À Londres, en mai 1856, après une carrière déjà bien remplie, William Monk est le chef de la police fluviale, basée au commissariat de Wapping. Il est marié à Hester, ex-infirmière militaire durant la guerre de Crimée. L'ancien bordel de Squeaky Robinson, c'est elle qui l'a transformé en clinique accueillant des prostituées malades ou blessées. Squeaky gère le difficile équilibre des comptes de l'établissement. William et Hester ont adopté quelques années plus tôt Scuff, un gamin des rues, aujourd'hui âgé de quinze ans. Il leur porte un véritable attachement. Séchant parfois l'école, Scuff s'intéresse aux enquêtes de Monk.
Le Princess Mary est un navire touristique, une sorte de bateau-mouche qui navigue sur la Tamise. Sous les yeux de William Monk et de son adjoint Orme, le navire explose, causant une vaste panique. Certains passagers sont sauvés, mais on comptera cent-quatre-vingt cadavres. Dès le lendemain, Monk fait une plongée en scaphandre, vérifiant que le bateau a été saboté par un explosif posé à sa proue. “Il y avait de nombreuses victimes. Sans parler de leur famille, ces gens méritaient que justice soit rendue, que la lumière soit faite sur les événements de la veille au soir. Il n'avait pas le droit d'oublier.”

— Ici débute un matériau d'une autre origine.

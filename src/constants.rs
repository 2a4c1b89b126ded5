//! # Constants
//!
//! Shared constants used throughout the services.
//!
//! These values represent reasonable defaults and can be overridden via
//! configuration or environment variables where applicable.

/// Default HTTP server port for the logging endpoints, metrics and probes
pub const DEFAULT_PORT: u16 = 7071;

/// Default log filter when `RUST_LOG` is not set
pub const DEFAULT_LOG_FILTER: &str = "vault_services=info,tower_http=info";

/// Base URL used by the HTTP client base when running in the `Local` environment
pub const LOCAL_BASE_URL: &str = "https://localhost/";

/// Configuration key holding the HTTP client base URL (absolute) or path suffix (relative)
pub const SERVICE_URL_KEY: &str = "ServiceUrl";

/// Configuration key holding the service address used outside the `Local` environment
pub const SERVICE_ADDRESS_KEY: &str = "ServiceAddress";

/// Configuration key that must be present for the configuration accessor to start
pub const CERTIFICATE_THUMBPRINT_KEY: &str = "KeyVault:Certificates:Thumbprint";

/// Configuration key holding the Key Vault URI (or bare vault name)
pub const KEY_VAULT_URI_KEY: &str = "KeyVault:Uri";

/// Configuration key selecting the Key Vault REST API version
pub const KEY_VAULT_API_VERSION_KEY: &str = "KeyVaultClientApiVersion";

/// Key Vault REST API version used when none is configured
pub const DEFAULT_KEY_VAULT_API_VERSION: &str = "7.5";

/// Token handed out by the static credential in Pact mode
pub const PACT_ACCESS_TOKEN: &str = "test-token";

/// Key Vault client retry: initial delay (milliseconds)
pub const DEFAULT_RETRY_DELAY_MS: i64 = 1000;

/// Key Vault client retry: maximum delay (milliseconds)
pub const DEFAULT_RETRY_MAX_DELAY_MS: i64 = 1000;

/// Key Vault client retry: maximum number of retries after the first attempt
pub const DEFAULT_MAX_RETRIES: u32 = 1;

/// Environment variable selecting the execution environment
pub const ENVIRONMENT_VAR: &str = "SERVICE_ENVIRONMENT";

/// Fallback environment variable set by the Functions host
pub const FUNCTIONS_ENVIRONMENT_VAR: &str = "AZURE_FUNCTIONS_ENVIRONMENT";

/// Value logged by the metric line of the logging endpoints
pub const LOG_METRIC_VALUE: f64 = 100.0;
//! # Metrics
//!
//! Prometheus metrics for the vault-backed services and the HTTP client base.
//!
//! ## Metrics Exposed
//!
//! - `vault_services_cache_hits_total` - Lookups served from a read-through cache, by resource kind
//! - `vault_services_cache_misses_total` - Lookups that went to the vault, by resource kind
//! - `vault_services_fetch_errors_total` - Failed vault lookups, by resource kind
//! - `vault_services_provider_request_duration_seconds` - Key Vault REST call duration, by operation
//! - `vault_services_http_requests_total` - HTTP client base dispatches, by method and outcome
//! - `vault_services_logged_metric` - Last value recorded through `log_metric`, by name

use anyhow::Result;
use prometheus::{GaugeVec, HistogramVec, IntCounterVec, Registry};
use std::sync::{LazyLock, OnceLock};

pub(crate) static REGISTRY: LazyLock<Registry> = LazyLock::new(Registry::new);

static REGISTERED: OnceLock<std::result::Result<(), String>> = OnceLock::new();

static CACHE_HITS_TOTAL: LazyLock<IntCounterVec> = LazyLock::new(|| {
    IntCounterVec::new(
        prometheus::Opts::new(
            "vault_services_cache_hits_total",
            "Total number of lookups served from a read-through cache",
        ),
        &["kind"],
    )
    .expect("Failed to create CACHE_HITS_TOTAL metric - this should never happen")
});

static CACHE_MISSES_TOTAL: LazyLock<IntCounterVec> = LazyLock::new(|| {
    IntCounterVec::new(
        prometheus::Opts::new(
            "vault_services_cache_misses_total",
            "Total number of lookups that required a vault call",
        ),
        &["kind"],
    )
    .expect("Failed to create CACHE_MISSES_TOTAL metric - this should never happen")
});

static FETCH_ERRORS_TOTAL: LazyLock<IntCounterVec> = LazyLock::new(|| {
    IntCounterVec::new(
        prometheus::Opts::new(
            "vault_services_fetch_errors_total",
            "Total number of failed vault lookups",
        ),
        &["kind"],
    )
    .expect("Failed to create FETCH_ERRORS_TOTAL metric - this should never happen")
});

static PROVIDER_REQUEST_DURATION: LazyLock<HistogramVec> = LazyLock::new(|| {
    HistogramVec::new(
        prometheus::HistogramOpts::new(
            "vault_services_provider_request_duration_seconds",
            "Duration of Key Vault REST calls in seconds",
        )
        .buckets(vec![0.05, 0.1, 0.5, 1.0, 2.0, 5.0]),
        &["operation"],
    )
    .expect("Failed to create PROVIDER_REQUEST_DURATION metric - this should never happen")
});

static HTTP_REQUESTS_TOTAL: LazyLock<IntCounterVec> = LazyLock::new(|| {
    IntCounterVec::new(
        prometheus::Opts::new(
            "vault_services_http_requests_total",
            "Total number of HTTP client base dispatches by outcome",
        ),
        &["method", "outcome"],
    )
    .expect("Failed to create HTTP_REQUESTS_TOTAL metric - this should never happen")
});

static LOGGED_METRIC: LazyLock<GaugeVec> = LazyLock::new(|| {
    GaugeVec::new(
        prometheus::Opts::new(
            "vault_services_logged_metric",
            "Last value recorded through log_metric",
        ),
        &["name"],
    )
    .expect("Failed to create LOGGED_METRIC metric - this should never happen")
});

/// Register all metrics with the shared registry
///
/// Safe to call more than once; only the first call registers.
///
/// # Errors
/// Returns an error if a metric fails to register
pub fn register_metrics() -> Result<()> {
    REGISTERED
        .get_or_init(|| register_all().map_err(|e| e.to_string()))
        .clone()
        .map_err(anyhow::Error::msg)
}

fn register_all() -> Result<()> {
    REGISTRY.register(Box::new(CACHE_HITS_TOTAL.clone()))?;
    REGISTRY.register(Box::new(CACHE_MISSES_TOTAL.clone()))?;
    REGISTRY.register(Box::new(FETCH_ERRORS_TOTAL.clone()))?;
    REGISTRY.register(Box::new(PROVIDER_REQUEST_DURATION.clone()))?;
    REGISTRY.register(Box::new(HTTP_REQUESTS_TOTAL.clone()))?;
    REGISTRY.register(Box::new(LOGGED_METRIC.clone()))?;
    Ok(())
}

/// Encode all registered metrics in the Prometheus text format
///
/// # Errors
/// Returns an error if encoding fails
pub fn encode_text() -> Result<String> {
    use prometheus::{Encoder, TextEncoder};

    let mut buffer = Vec::new();
    TextEncoder::new().encode(&REGISTRY.gather(), &mut buffer)?;
    Ok(String::from_utf8(buffer)?)
}

pub fn increment_cache_hits(kind: &str) {
    CACHE_HITS_TOTAL.with_label_values(&[kind]).inc();
}

pub fn increment_cache_misses(kind: &str) {
    CACHE_MISSES_TOTAL.with_label_values(&[kind]).inc();
}

pub fn increment_fetch_errors(kind: &str) {
    FETCH_ERRORS_TOTAL.with_label_values(&[kind]).inc();
}

pub fn observe_provider_request_duration(operation: &str, duration: f64) {
    PROVIDER_REQUEST_DURATION
        .with_label_values(&[operation])
        .observe(duration);
}

pub fn record_http_request(method: &str, outcome: &str) {
    HTTP_REQUESTS_TOTAL
        .with_label_values(&[method, outcome])
        .inc();
}

/// Record a named value, the counterpart of a `LogMetric` line
pub fn log_metric(name: &str, value: f64) {
    LOGGED_METRIC.with_label_values(&[name]).set(value);
    tracing::info!(metric.name = name, metric.value = value, "Metric {name}: {value}");
}

/// Current hit count for a resource kind (used by tests)
#[must_use]
pub fn cache_hits(kind: &str) -> u64 {
    CACHE_HITS_TOTAL.with_label_values(&[kind]).get()
}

Mais Monk est aussitôt déchargé de l'enquête par son supérieur Lydiate. Pourtant, la police métropolitaine n'est pas aussi accoutumée aux lieux. Que savent-ils des “gens invisibles”, qui vivent autour du fleuve : “Les livreurs, les cochers, les bonnes […] Les hommes qui chargent et déchargent, qui nettoient, qui rangent, qui nous conduisent à terre ou nous emmènent sur l'eau” ? Ami de Monk, le policier Runcorn admet que cette affaire comporte un aspect international. Initiative française, la construction en cours du Canal de Suez nuit aux intérêts anglais. Or, il y avait de riches investisseurs sur le Princess Mary.
On a arrêté un Égyptien, Habib Beshara. Hester assiste à son procès. Des témoins disent avoir vu rôder cet accusé étranger autour du bateau. Quand tombe le verdict, Beshara est condamné à la pendaison. Comme il est malade, sa peine sera commuée en détention à vie. Peu après, Beshara est agressé en prison. Runcorn ne cache pas ses sérieux doutes à Monk. Il faut une contre-enquête. Le chef de la police Lydiate admet la même incertitude, vu le contexte politique. Le ministre Lord Ossett rend finalement l'enquête à la police fluviale. Déjà, à la clinique d'Hester, on interroge des prostituées présentes sur le bateau.
Après avoir rencontré des rescapés, Monk s'entretient avec les magistrats du procès, qui sont convaincus de la culpabilité de Beshara. Le directeur de la prison n'est pas coopératif, lui non plus. “Et si un navire entier avait été coulé dans le but de tuer un seul individu ?” se demande Monk. De retour de voyage, l'avocat Oliver Rathbone a son rôle à jouer afin d'éclaircir une affaire égyptienne qui pourrait impliquer la haute société britannique...
Anne Perry écrit plusieurs séries historiques. Outre une dizaine de “Petits crimes de Noël”, celle consacrée à Charlotte et Thomas Pitt compte près de trente titres, situés dans la décennie 1880. Il y a aussi deux romans unitaires (À l'ombre de la guillotine, Du sang sur la soie) et la saga des Reavley, cinq aventures ayant pour contexte la Première Guerre Mondiale. Actuellement, on peut redécouvrir les trois premiers titres réédités en un seul volume. Ici, c'est la vingtième enquête de William Monk que nous propose Anne Perry.
Couvrant une grande partie du 19e siècle, l'époque victorienne symbolise la puissance de l'Empire britannique : maîtrise des mers, révolution industrielle, finance florissante, armée puissante. Mais rares sont les classes sociales qui tirent profit de ces avantages. La plus grande partie de la population est très pauvre, à l'image de ceux qui vivotent autour de la Tamise. C'est ce petit monde-là que fréquentent Monk, homme d'honneur au caractère anxieux, et le jeune Scuff. Leur ami avocat Rathbone est plus proche de l'aristocratie. Il n'ignore pas combien est corrompue la classe dirigeante, lui-même ayant subi quelques désagréments à cause de cela. Anne Perry prend le temps de nous immerger dans le climat d'alors car, vu le contexte, mener une enquête sérieuse ne peut se faire dans la précipitation. L'ambiance importe autant que le mystère, et c'est fort agréable.